Pan African Bioinformatics Network for H3Africa

H3ABioNet Tools

H3ABioNet Nodes have developed different computational tools ranging from visualization of population structure to specialized analysis of genome wide nucleosome positions invovled in genome function.

Genesis: PCA and Admixture plot viewer and publication quality image generator

Genesis can be used to display screen and publication quality pictures of population PCA and admixture charts and has been developed by: Wits Bionformatics, Sydney Brenner Institute for Molecular Bioscience, University of the Witwatersrand, Johannesburg

Why use Genesis?

Genesis takes the output of popular programs such as Admixture and EIGENSTRAT and produces good quality pictures, which the user can interactively change. There are first class tools that can be used to create good quality pictures, but they require expertise to use and best used when one already knows exactly what the output should look like. In practice there is a huge need for an interactive tool. Which PCs display interesting data can be interactively explored. Which colours are best to use is not just an aesthetic problem: in some cases a set of colours works well but with other data the same colours doesn't because the colours don't clearly contrast with a new position of the objects being drawn. There may be a need to rearrange the labelling or the data. We want to make the fonts as big as possible, but what is "big as possible" depends on the quantity and arrangement of data. Often when displaying admixture charts, multiple charts are shown in one diagram, we need to to keep consistency of colours and may want to play with the ordering of data.
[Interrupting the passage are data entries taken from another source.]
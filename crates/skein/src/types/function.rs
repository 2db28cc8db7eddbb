//! User-defined functions, bound methods and properties.

use std::rc::Rc;

use indexmap::IndexMap;

use crate::{bytecode::Code, heap::HeapId, intern::StringId, value::Value};

pub(crate) const PROPERTY_METHODS: &[&str] = &["setter", "getter"];

/// A function object created by `MakeFunction`.
#[derive(Debug)]
pub(crate) struct Function {
    pub code: Rc<Code>,
    /// The module whose namespace the body reads and writes as globals.
    pub globals: HeapId,
    /// Defaults for the trailing positional parameters.
    pub defaults: Vec<Value>,
    pub kw_defaults: Vec<(StringId, Value)>,
    /// Cells for the code's free variables, in `freevars` order.
    pub closure: Vec<HeapId>,
    /// Attributes assigned on the function object (`f.calls = 0`), plus `__doc__` and the like.
    pub attrs: IndexMap<StringId, Value>,
}

impl Function {
    #[must_use]
    pub fn name(&self) -> StringId {
        self.code.name
    }

    #[must_use]
    pub fn qualname(&self) -> &str {
        &self.code.qualname
    }
}

/// A callable bound to its receiver, produced by attribute lookup on an instance.
#[derive(Debug, Clone, Copy)]
pub(crate) struct BoundMethod {
    pub func: Value,
    pub receiver: Value,
}

/// `property(fget, fset)`; either half may be `None`.
#[derive(Debug, Clone, Copy)]
pub(crate) struct Property {
    pub fget: Value,
    pub fset: Value,
}
//! Native modules: `sys`, `math` and `asyncio`.
//!
//! These are created on first import and take precedence over the host's module resolver.

pub(crate) mod asyncio;
pub(crate) mod math;
pub(crate) mod sys;

use strum::IntoEnumIterator;

use crate::{
    args::ArgValues,
    builtins::Builtins,
    bytecode::VM,
    exception_private::RunResult,
    heap::HeapId,
    io::PrintWriter,
    resource::ResourceTracker,
    tracer::VmTracer,
    value::Value,
};

/// A function exported by a native module, stored inline as `Value::Builtin(Builtins::Module(..))`.
#[derive(Debug, Clone, Copy, PartialEq, Eq, Hash, PartialOrd, Ord)]
pub(crate) enum ModuleFunction {
    Sys(sys::SysFunction),
    Math(math::MathFunction),
    Asyncio(asyncio::AsyncioFunction),
}

impl ModuleFunction {
    #[must_use]
    pub fn name(self) -> &'static str {
        match self {
            Self::Sys(function) => function.into(),
            Self::Math(function) => function.into(),
            Self::Asyncio(function) => function.into(),
        }
    }

    pub fn call<T: ResourceTracker, P: PrintWriter, Tr: VmTracer>(
        self,
        vm: &mut VM<'_, T, P, Tr>,
        args: ArgValues,
    ) -> RunResult<Value> {
        match self {
            Self::Sys(function) => sys::call(vm, function, args),
            Self::Math(function) => math::call(vm, function, args),
            Self::Asyncio(function) => asyncio::call(vm, function, args),
        }
    }
}

/// Creates native module `name`, or returns `None` when no such native module exists.
pub(crate) fn create_native<T: ResourceTracker, P: PrintWriter, Tr: VmTracer>(
    vm: &mut VM<'_, T, P, Tr>,
    name: &str,
) -> RunResult<Option<HeapId>> {
    let id = match name {
        "sys" => sys::create_module(vm)?,
        "math" => math::create_module(vm)?,
        "asyncio" => asyncio::create_module(vm)?,
        _ => return Ok(None),
    };
    Ok(Some(id))
}

/// Binds every variant of a function enum in `module` under its name.
fn export_functions<T, P, Tr, F>(vm: &mut VM<'_, T, P, Tr>, module: HeapId, wrap: fn(F) -> ModuleFunction) -> RunResult<()>
where
    T: ResourceTracker,
    P: PrintWriter,
    Tr: VmTracer,
    F: IntoEnumIterator,
{
    for function in F::iter() {
        let function = wrap(function);
        let name = vm.interns.intern(function.name());
        vm.module_attrs_mut(module)?
            .insert(name, Value::Builtin(Builtins::Module(function)));
    }
    Ok(())
}

/// Binds a constant attribute in `module`.
fn export_value<T: ResourceTracker, P: PrintWriter, Tr: VmTracer>(
    vm: &mut VM<'_, T, P, Tr>,
    module: HeapId,
    name: &str,
    value: Value,
) -> RunResult<()> {
    let name = vm.interns.intern(name);
    vm.module_attrs_mut(module)?.insert(name, value);
    Ok(())
}

#[cfg(test)]
mod tests {
    use super::*;

    #[test]
    fn function_names() {
        assert_eq!(ModuleFunction::Math(math::MathFunction::Sqrt).name(), "sqrt");
        assert_eq!(ModuleFunction::Sys(sys::SysFunction::Exit).name(), "exit");
        assert_eq!(ModuleFunction::Asyncio(asyncio::AsyncioFunction::Gather).name(), "gather");
    }
}
//! Client for the RIPS API.
//!
//! - `client` - `ApiClient`, the request pipeline and `ApiError`
//! - `cookies` - session cookie jar, optionally file-backed
//! - `params` - request parameters, query and multipart encoding
//! - `session` - login, relogin, logout
//! - `poll` - waiting for scans to finish
//! - `projects`, `issues`, `users`, `logs` - resource accessors
//! - `types` - typed records for known response shapes

pub mod client;
pub mod cookies;
pub mod issues;
pub mod logs;
pub mod params;
pub mod poll;
pub mod projects;
pub mod session;
pub mod types;
pub mod users;

pub use client::{
    ApiClient, ApiClientBuilder, ApiError, ApiResponse, ClientOptions, DEFAULT_BASE_URL, Method,
    ResponseBody,
};
pub use cookies::CookieJar;
pub use logs::LogKind;
pub use params::{ParamValue, Params};
pub use poll::{DEFAULT_POLL_INTERVAL, PollOptions};
pub use session::{Credentials, SessionState};
pub use types::{Filename, Issue, IssueType, LogEntry, Project, ScanStatus, User, record, records};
We see the need for an interactive tool that can be used to explore possibilities and produce good quality data. Although tools like Distruct and R are more flexible and produce very high quality pictures, Genesis is interactive and requires much less expertise to use.


Genesis requires Java 1.7 with SWT libraries installed. Genesis runs on Windows, Linux and MacOS X.  For Mac OS X, X11 must be installed. (Download XQuartz here)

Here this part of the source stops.